WHAT YOU ARE ASKED TO DO: Copy out the listing exactly.

GIVEN ENTRIES:
....

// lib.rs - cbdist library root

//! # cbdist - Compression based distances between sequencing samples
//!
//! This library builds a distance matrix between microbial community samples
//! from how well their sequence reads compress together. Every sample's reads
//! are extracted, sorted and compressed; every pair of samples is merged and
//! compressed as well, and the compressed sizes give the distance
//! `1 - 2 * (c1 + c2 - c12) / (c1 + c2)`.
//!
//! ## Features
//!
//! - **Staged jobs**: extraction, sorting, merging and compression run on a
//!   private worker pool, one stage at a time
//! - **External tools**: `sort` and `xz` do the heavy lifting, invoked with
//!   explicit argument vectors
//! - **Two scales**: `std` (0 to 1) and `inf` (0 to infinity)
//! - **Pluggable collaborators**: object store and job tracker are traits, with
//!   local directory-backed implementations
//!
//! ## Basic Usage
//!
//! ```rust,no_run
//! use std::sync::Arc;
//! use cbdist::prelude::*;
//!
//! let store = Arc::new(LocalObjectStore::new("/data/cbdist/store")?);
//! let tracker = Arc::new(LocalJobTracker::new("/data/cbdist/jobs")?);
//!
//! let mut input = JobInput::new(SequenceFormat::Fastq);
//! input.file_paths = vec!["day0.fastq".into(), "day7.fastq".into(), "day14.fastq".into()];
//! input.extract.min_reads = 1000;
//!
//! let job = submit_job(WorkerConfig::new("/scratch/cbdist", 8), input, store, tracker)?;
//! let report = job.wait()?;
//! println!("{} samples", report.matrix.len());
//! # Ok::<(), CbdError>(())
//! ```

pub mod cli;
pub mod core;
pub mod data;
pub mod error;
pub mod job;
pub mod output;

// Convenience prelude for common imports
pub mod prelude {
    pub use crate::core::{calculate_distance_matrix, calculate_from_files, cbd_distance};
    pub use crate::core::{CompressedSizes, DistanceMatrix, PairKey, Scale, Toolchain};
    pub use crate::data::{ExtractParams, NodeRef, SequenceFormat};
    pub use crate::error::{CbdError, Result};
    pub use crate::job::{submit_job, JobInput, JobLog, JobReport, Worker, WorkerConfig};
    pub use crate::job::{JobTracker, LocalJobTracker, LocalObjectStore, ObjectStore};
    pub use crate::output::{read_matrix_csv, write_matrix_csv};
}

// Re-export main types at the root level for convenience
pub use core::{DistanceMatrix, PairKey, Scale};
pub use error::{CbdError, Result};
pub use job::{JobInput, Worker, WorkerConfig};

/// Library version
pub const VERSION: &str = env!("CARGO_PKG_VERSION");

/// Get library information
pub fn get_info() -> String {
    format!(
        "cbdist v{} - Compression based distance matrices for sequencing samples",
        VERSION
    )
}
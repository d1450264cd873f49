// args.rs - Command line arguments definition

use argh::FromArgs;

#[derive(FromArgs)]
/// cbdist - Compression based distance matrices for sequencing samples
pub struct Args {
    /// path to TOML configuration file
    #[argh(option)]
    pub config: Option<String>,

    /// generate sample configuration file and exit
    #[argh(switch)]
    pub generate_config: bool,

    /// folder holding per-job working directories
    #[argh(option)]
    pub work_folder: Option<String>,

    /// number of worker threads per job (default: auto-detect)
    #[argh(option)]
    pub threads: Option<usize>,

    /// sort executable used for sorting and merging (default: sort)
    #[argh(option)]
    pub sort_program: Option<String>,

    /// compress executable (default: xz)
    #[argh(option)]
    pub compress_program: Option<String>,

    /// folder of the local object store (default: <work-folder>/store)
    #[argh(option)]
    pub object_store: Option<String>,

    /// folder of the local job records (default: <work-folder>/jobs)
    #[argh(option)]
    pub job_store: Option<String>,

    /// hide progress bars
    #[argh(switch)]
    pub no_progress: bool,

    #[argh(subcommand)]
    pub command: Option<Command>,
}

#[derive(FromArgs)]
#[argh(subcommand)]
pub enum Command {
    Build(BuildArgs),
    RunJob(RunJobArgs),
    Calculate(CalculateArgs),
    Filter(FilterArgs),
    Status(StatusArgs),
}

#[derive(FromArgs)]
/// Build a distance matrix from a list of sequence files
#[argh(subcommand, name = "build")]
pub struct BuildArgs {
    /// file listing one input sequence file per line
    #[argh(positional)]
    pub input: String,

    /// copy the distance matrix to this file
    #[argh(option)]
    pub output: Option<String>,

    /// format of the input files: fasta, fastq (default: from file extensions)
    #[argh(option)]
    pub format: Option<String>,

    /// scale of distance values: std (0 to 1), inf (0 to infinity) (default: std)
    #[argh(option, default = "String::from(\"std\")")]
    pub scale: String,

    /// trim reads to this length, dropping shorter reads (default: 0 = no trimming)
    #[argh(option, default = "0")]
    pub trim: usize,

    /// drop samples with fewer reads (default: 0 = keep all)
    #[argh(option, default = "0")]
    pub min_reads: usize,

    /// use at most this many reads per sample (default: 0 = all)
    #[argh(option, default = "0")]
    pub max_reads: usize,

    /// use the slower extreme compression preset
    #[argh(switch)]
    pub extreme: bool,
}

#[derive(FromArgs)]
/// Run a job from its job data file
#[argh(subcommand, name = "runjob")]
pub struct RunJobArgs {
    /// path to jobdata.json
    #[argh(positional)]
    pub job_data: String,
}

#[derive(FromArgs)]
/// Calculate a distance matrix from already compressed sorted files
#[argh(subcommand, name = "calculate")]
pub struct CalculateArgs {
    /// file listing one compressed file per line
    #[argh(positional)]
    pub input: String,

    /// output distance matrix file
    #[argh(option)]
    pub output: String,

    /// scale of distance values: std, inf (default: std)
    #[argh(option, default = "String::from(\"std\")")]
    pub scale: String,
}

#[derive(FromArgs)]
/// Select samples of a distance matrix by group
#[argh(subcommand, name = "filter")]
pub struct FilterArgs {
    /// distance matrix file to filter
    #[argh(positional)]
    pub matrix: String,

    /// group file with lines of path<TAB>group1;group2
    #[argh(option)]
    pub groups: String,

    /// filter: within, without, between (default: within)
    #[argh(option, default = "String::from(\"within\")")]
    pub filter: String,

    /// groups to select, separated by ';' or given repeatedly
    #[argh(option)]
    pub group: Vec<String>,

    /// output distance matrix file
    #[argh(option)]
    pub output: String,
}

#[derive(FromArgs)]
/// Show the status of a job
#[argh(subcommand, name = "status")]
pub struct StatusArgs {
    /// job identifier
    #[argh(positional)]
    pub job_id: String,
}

....

ANSWER:
// lib.rs - cbdist library root

//! # cbdist - Compression based distances between sequencing samples
//!
//! This library builds a distance matrix between microbial community samples
//! from how well their sequence reads compress together. Every sample's reads
//! are extracted, sorted and compressed; every pair of samples is merged and
//! compressed as well, and the compressed sizes give the distance
//! `1 - 2 * (c1 + c2 - c12) / (c1 + c2)`.
//!
//! ## Features
//!
//! - **Staged jobs**: extraction, sorting, merging and compression run on a
//!   private worker pool, one stage at a time
//! - **External tools**: `sort` and `xz` do the heavy lifting, invoked with
//!   explicit argument vectors
//! - **Two scales**: `std` (0 to 1) and `inf` (0 to infinity)
//! - **Pluggable collaborators**: object store and job tracker are traits, with
//!   local directory-backed implementations
//!
//! ## Basic Usage
//!
//! ```rust,no_run
//! use std::sync::Arc;
//! use cbdist::prelude::*;
//!
//! let store = Arc::new(LocalObjectStore::new("/data/cbdist/store")?);
//! let tracker = Arc::new(LocalJobTracker::new("/data/cbdist/jobs")?);
//!
//! let mut input = JobInput::new(SequenceFormat::Fastq);
//! input.file_paths = vec!["day0.fastq".into(), "day7.fastq".into(), "day14.fastq".into()];
//! input.extract.min_reads = 1000;
//!
//! let job = submit_job(WorkerConfig::new("/scratch/cbdist", 8), input, store, tracker)?;
//! let report = job.wait()?;
//! println!("{} samples", report.matrix.len());
//! # Ok::<(), CbdError>(())
//! ```

pub mod cli;
pub mod core;
pub mod data;
pub mod error;
pub mod job;
pub mod output;

// Convenience prelude for common imports
pub mod prelude {
    pub use crate::core::{calculate_distance_matrix, calculate_from_files, cbd_distance};
    pub use crate::core::{CompressedSizes, DistanceMatrix, PairKey, Scale, Toolchain};
    pub use crate::data::{ExtractParams, NodeRef, SequenceFormat};
    pub use crate::error::{CbdError, Result};
    pub use crate::job::{submit_job, JobInput, JobLog, JobReport, Worker, WorkerConfig};
    pub use crate::job::{JobTracker, LocalJobTracker, LocalObjectStore, ObjectStore};
    pub use crate::output::{read_matrix_csv, write_matrix_csv};
}

// Re-export main types at the root level for convenience
pub use core::{DistanceMatrix, PairKey, Scale};
pub use error::{CbdError, Result};
pub use job::{JobInput, Worker, WorkerConfig};

/// Library version
pub const VERSION: &str = env!("CARGO_PKG_VERSION");

/// Get library information
pub fn get_info() -> String {
    format!(
        "cbdist v{} - Compression based distance matrices for sequencing samples",
        VERSION
    )
}
repository d1450264cd873f49
// args.rs - Command line arguments definition

use argh::FromArgs;

#[derive(FromArgs)]
/// cbdist - Compression based distance matrices for sequencing samples
pub struct Args {
    /// path to TOML configuration file
    #[argh(option)]
    pub config: Option<String>,

    /// generate sample configuration file and exit
    #[argh(switch)]
    pub generate_config: bool,

    /// folder holding per-job working directories
    #[argh(option)]
    pub work_folder: Option<String>,

    /// number of worker threads per job (default: auto-detect)
    #[argh(option)]
    pub threads: Option<usize>,

    /// sort executable used for sorting and merging (default: sort)
    #[argh(option)]
    pub sort_program: Option<String>,

    /// compress executable (default: xz)
    #[argh(option)]
    pub compress_program: Option<String>,

    /// folder of the local object store (default: <work-folder>/store)
    #[argh(option)]
    pub object_store: Option<String>,

    /// folder of the local job records (default: <work-folder>/jobs)
    #[argh(option)]
    pub job_store: Option<String>,

    /// hide progress bars
    #[argh(switch)]
    pub no_progress: bool,

    #[argh(subcommand)]
    pub command: Option<Command>,
}

#[derive(FromArgs)]
#[argh(subcommand)]
pub enum Command {
    Build(BuildArgs),
    RunJob(RunJobArgs),
    Calculate(CalculateArgs),
    Filter(FilterArgs),
    Status(StatusArgs),
}

#[derive(FromArgs)]
/// Build a distance matrix from a list of sequence files
#[argh(subcommand, name = "build")]
pub struct BuildArgs {
    /// file listing one input sequence file per line
    #[argh(positional)]
    pub input: String,

    /// copy the distance matrix to this file
    #[argh(option)]
    pub output: Option<String>,

    /// format of the input files: fasta, fastq (default: from file extensions)
    #[argh(option)]
    pub format: Option<String>,

    /// scale of distance values: std (0 to 1), inf (0 to infinity) (default: std)
    #[argh(option, default = "String::from(\"std\")")]
    pub scale: String,

    /// trim reads to this length, dropping shorter reads (default: 0 = no trimming)
    #[argh(option, default = "0")]
    pub trim: usize,

    /// drop samples with fewer reads (default: 0 = keep all)
    #[argh(option, default = "0")]
    pub min_reads: usize,

    /// use at most this many reads per sample (default: 0 = all)
    #[argh(option, default = "0")]
    pub max_reads: usize,

    /// use the slower extreme compression preset
    #[argh(switch)]
    pub extreme: bool,
}

#[derive(FromArgs)]
/// Run a job from its job data file
#[argh(subcommand, name = "runjob")]
pub struct RunJobArgs {
    /// path to jobdata.json
    #[argh(positional)]
    pub job_data: String,
}

#[derive(FromArgs)]
/// Calculate a distance matrix from already compressed sorted files
#[argh(subcommand, name = "calculate")]
pub struct CalculateArgs {
    /// file listing one compressed file per line
    #[argh(positional)]
    pub input: String,

    /// output distance matrix file
    #[argh(option)]
    pub output: String,

    /// scale of distance values: std, inf (default: std)
    #[argh(option, default = "String::from(\"std\")")]
    pub scale: String,
}

#[derive(FromArgs)]
/// Select samples of a distance matrix by group
#[argh(subcommand, name = "filter")]
pub struct FilterArgs {
    /// distance matrix file to filter
    #[argh(positional)]
    pub matrix: String,

    /// group file with lines of path<TAB>group1;group2
    #[argh(option)]
    pub groups: String,

    /// filter: within, without, between (default: within)
    #[argh(option, default = "String::from(\"within\")")]
    pub filter: String,

    /// groups to select, separated by ';' or given repeatedly
    #[argh(option)]
    pub group: Vec<String>,

    /// output distance matrix file
    #[argh(option)]
    pub output: String,
}

#[derive(FromArgs)]
/// Show the status of a job
#[argh(subcommand, name = "status")]
pub struct StatusArgs {
    /// job identifier
    #[argh(positional)]
    pub job_id: String,
}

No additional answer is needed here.